▶ [What you are asked to do]: Retype the data exactly. Spelling and punctuation stay as they are.

▶ [Records]:
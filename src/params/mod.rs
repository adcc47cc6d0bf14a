//! Request parameter map and merge precedence.
//!
//! Parameters live in a sorted map so that fingerprinting iterates them in a
//! canonical order. Scoped keys contribute embedded parameters merged over
//! the caller's with defined precedence: `filter_by` values conjoin, other
//! embedded values win on the scoped path.

use std::collections::btree_map;
use std::collections::BTreeMap;

use serde_json::{Map, Value};

use crate::collection::filter;
use crate::error::{Error, Result};

/// String-valued request parameters in canonical key order.
#[derive(Debug, Clone, Default, PartialEq, Eq)]
pub struct ParamMap {
    entries: BTreeMap<String, String>,
}

impl ParamMap {
    pub fn new() -> Self {
        Self::default()
    }

    pub fn insert(&mut self, key: &str, value: &str) {
        self.entries.insert(key.to_string(), value.to_string());
    }

    pub fn get(&self, key: &str) -> Option<&str> {
        self.entries.get(key).map(String::as_str)
    }

    pub fn contains(&self, key: &str) -> bool {
        self.entries.contains_key(key)
    }

    pub fn len(&self) -> usize {
        self.entries.len()
    }

    pub fn is_empty(&self) -> bool {
        self.entries.is_empty()
    }

    pub fn iter(&self) -> btree_map::Iter<'_, String, String> {
        self.entries.iter()
    }

    /// True when `use_cache` is set to `1` or `true`.
    pub fn use_cache(&self) -> bool {
        matches!(self.get("use_cache"), Some("1") | Some("true"))
    }

    /// Caller (or embedded) cache TTL in seconds, when parseable.
    pub fn cache_ttl(&self) -> Option<u32> {
        self.get("cache_ttl").and_then(|v| v.parse().ok())
    }

    /// Merges one embedded value under the documented precedence:
    /// `expires_at` is skipped by the caller, absent keys insert, `filter_by`
    /// conjoins, and everything else overwrites only when `overwrite` is set.
    pub fn add_item(&mut self, key: &str, value: &Value, overwrite: bool) -> Result<()> {
        let str_value = match value {
            Value::String(s) => s.clone(),
            Value::Number(n) => n.to_string(),
            Value::Bool(b) => b.to_string(),
            _ => {
                return Err(Error::invalid(format!(
                    "Parameter `{key}` must be a string, number or boolean."
                )))
            }
        };

        match self.entries.get_mut(key) {
            None => {
                self.entries.insert(key.to_string(), str_value);
            }
            Some(existing) if key == "filter_by" => {
                *existing = filter::conjoin(existing, &str_value);
            }
            Some(existing) if overwrite => {
                *existing = str_value;
            }
            Some(_) => {}
        }

        Ok(())
    }

    /// Merges all embedded scoped-key parameters; embedded values have the
    /// higher priority on this path.
    pub fn merge_embedded(&mut self, embedded: &Map<String, Value>) -> Result<()> {
        for (key, value) in embedded {
            if key == "expires_at" {
                continue;
            }
            self.add_item(key, value, true)?;
        }
        Ok(())
    }
}

impl<const N: usize> From<[(&str, &str); N]> for ParamMap {
    fn from(pairs: [(&str, &str); N]) -> Self {
        let mut map = Self::new();
        for (k, v) in pairs {
            map.insert(k, v);
        }
        map
    }
}

#[cfg(test)]
mod tests {
    use super::*;
    use serde_json::json;

    #[test]
    fn test_absent_key_inserts() {
        let mut params = ParamMap::new();
        params.add_item("per_page", &json!(50), false).unwrap();
        assert_eq!(params.get("per_page"), Some("50"));
    }

    #[test]
    fn test_filter_by_conjoins() {
        let mut params = ParamMap::from([("filter_by", "points:>10")]);
        params.add_item("filter_by", &json!("brand: nike"), true).unwrap();
        assert_eq!(params.get("filter_by"), Some("points:>10 && brand: nike"));
    }

    #[test]
    fn test_overwrite_flag() {
        let mut params = ParamMap::from([("per_page", "10")]);

        params.add_item("per_page", &json!(50), false).unwrap();
        assert_eq!(params.get("per_page"), Some("10"));

        params.add_item("per_page", &json!(50), true).unwrap();
        assert_eq!(params.get("per_page"), Some("50"));
    }

    #[test]
    fn test_unsupported_value_type_rejected() {
        let mut params = ParamMap::new();
        let err = params.add_item("q", &json!(["a", "b"]), true).unwrap_err();
        assert_eq!(err.http_code(), 400);
    }

    #[test]
    fn test_merge_embedded_skips_expires_at() {
        let mut params = ParamMap::new();
        let embedded = json!({"filter_by": "a:1", "expires_at": 123})
            .as_object()
            .cloned()
            .unwrap();
        params.merge_embedded(&embedded).unwrap();

        assert_eq!(params.get("filter_by"), Some("a:1"));
        assert!(!params.contains("expires_at"));
    }

    #[test]
    fn test_use_cache_flag_forms() {
        assert!(ParamMap::from([("use_cache", "1")]).use_cache());
        assert!(ParamMap::from([("use_cache", "true")]).use_cache());
        assert!(!ParamMap::from([("use_cache", "0")]).use_cache());
        assert!(!ParamMap::new().use_cache());
    }
}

▶ [Written solution]:
filename src/params/mod.rs
repository adcc47cc6d0bf14a
//! Request parameter map and merge precedence.
//!
//! Parameters live in a sorted map so that fingerprinting iterates them in a
//! canonical order. Scoped keys contribute embedded parameters merged over
//! the caller's with defined precedence: `filter_by` values conjoin, other
//! embedded values win on the scoped path.

use std::collections::btree_map;
use std::collections::BTreeMap;

use serde_json::{Map, Value};

use crate::collection::filter;
use crate::error::{Error, Result};

/// String-valued request parameters in canonical key order.
#[derive(Debug, Clone, Default, PartialEq, Eq)]
pub struct ParamMap {
    entries: BTreeMap<String, String>,
}

impl ParamMap {
    pub fn new() -> Self {
        Self::default()
    }

    pub fn insert(&mut self, key: &str, value: &str) {
        self.entries.insert(key.to_string(), value.to_string());
    }

    pub fn get(&self, key: &str) -> Option<&str> {
        self.entries.get(key).map(String::as_str)
    }

    pub fn contains(&self, key: &str) -> bool {
        self.entries.contains_key(key)
    }

    pub fn len(&self) -> usize {
        self.entries.len()
    }

    pub fn is_empty(&self) -> bool {
        self.entries.is_empty()
    }

    pub fn iter(&self) -> btree_map::Iter<'_, String, String> {
        self.entries.iter()
    }

    /// True when `use_cache` is set to `1` or `true`.
    pub fn use_cache(&self) -> bool {
        matches!(self.get("use_cache"), Some("1") | Some("true"))
    }

    /// Caller (or embedded) cache TTL in seconds, when parseable.
    pub fn cache_ttl(&self) -> Option<u32> {
        self.get("cache_ttl").and_then(|v| v.parse().ok())
    }

    /// Merges one embedded value under the documented precedence:
    /// `expires_at` is skipped by the caller, absent keys insert, `filter_by`
    /// conjoins, and everything else overwrites only when `overwrite` is set.
    pub fn add_item(&mut self, key: &str, value: &Value, overwrite: bool) -> Result<()> {
        let str_value = match value {
            Value::String(s) => s.clone(),
            Value::Number(n) => n.to_string(),
            Value::Bool(b) => b.to_string(),
            _ => {
                return Err(Error::invalid(format!(
                    "Parameter `{key}` must be a string, number or boolean."
                )))
            }
        };

        match self.entries.get_mut(key) {
            None => {
                self.entries.insert(key.to_string(), str_value);
            }
            Some(existing) if key == "filter_by" => {
                *existing = filter::conjoin(existing, &str_value);
            }
            Some(existing) if overwrite => {
                *existing = str_value;
            }
            Some(_) => {}
        }

        Ok(())
    }

    /// Merges all embedded scoped-key parameters; embedded values have the
    /// higher priority on this path.
    pub fn merge_embedded(&mut self, embedded: &Map<String, Value>) -> Result<()> {
        for (key, value) in embedded {
            if key == "expires_at" {
                continue;
            }
            self.add_item(key, value, true)?;
        }
        Ok(())
    }
}

impl<const N: usize> From<[(&str, &str); N]> for ParamMap {
    fn from(pairs: [(&str, &str); N]) -> Self {
        let mut map = Self::new();
        for (k, v) in pairs {
            map.insert(k, v);
        }
        map
    }
}

#[cfg(test)]
mod tests {
    use super::*;
    use serde_json::json;

    #[test]
    fn test_absent_key_inserts() {
        let mut params = ParamMap::new();
        params.add_item("per_page", &json!(50), false).unwrap();
        assert_eq!(params.get("per_page"), Some("50"));
    }

    #[test]
    fn test_filter_by_conjoins() {
        let mut params = ParamMap::from([("filter_by", "points:>10")]);
        params.add_item("filter_by", &json!("brand: nike"), true).unwrap();
        assert_eq!(params.get("filter_by"), Some("points:>10 && brand: nike"));
    }

    #[test]
    fn test_overwrite_flag() {
        let mut params = ParamMap::from([("per_page", "10")]);

        params.add_item("per_page", &json!(50), false).unwrap();
        assert_eq!(params.get("per_page"), Some("10"));

        params.add_item("per_page", &json!(50), true).unwrap();
        assert_eq!(params.get("per_page"), Some("50"));
    }

    #[test]
    fn test_unsupported_value_type_rejected() {
        let mut params = ParamMap::new();
        let err = params.add_item("q", &json!(["a", "b"]), true).unwrap_err();
        assert_eq!(err.http_code(), 400);
    }

    #[test]
    fn test_merge_embedded_skips_expires_at() {
        let mut params = ParamMap::new();
        let embedded = json!({"filter_by": "a:1", "expires_at": 123})
            .as_object()
            .cloned()
            .unwrap();
        params.merge_embedded(&embedded).unwrap();

        assert_eq!(params.get("filter_by"), Some("a:1"));
        assert!(!params.contains("expires_at"));
    }

    #[test]
    fn test_use_cache_flag_forms() {
        assert!(ParamMap::from([("use_cache", "1")]).use_cache());
        assert!(ParamMap::from([("use_cache", "true")]).use_cache());
        assert!(!ParamMap::from([("use_cache", "0")]).use_cache());
        assert!(!ParamMap::new().use_cache());
    }
}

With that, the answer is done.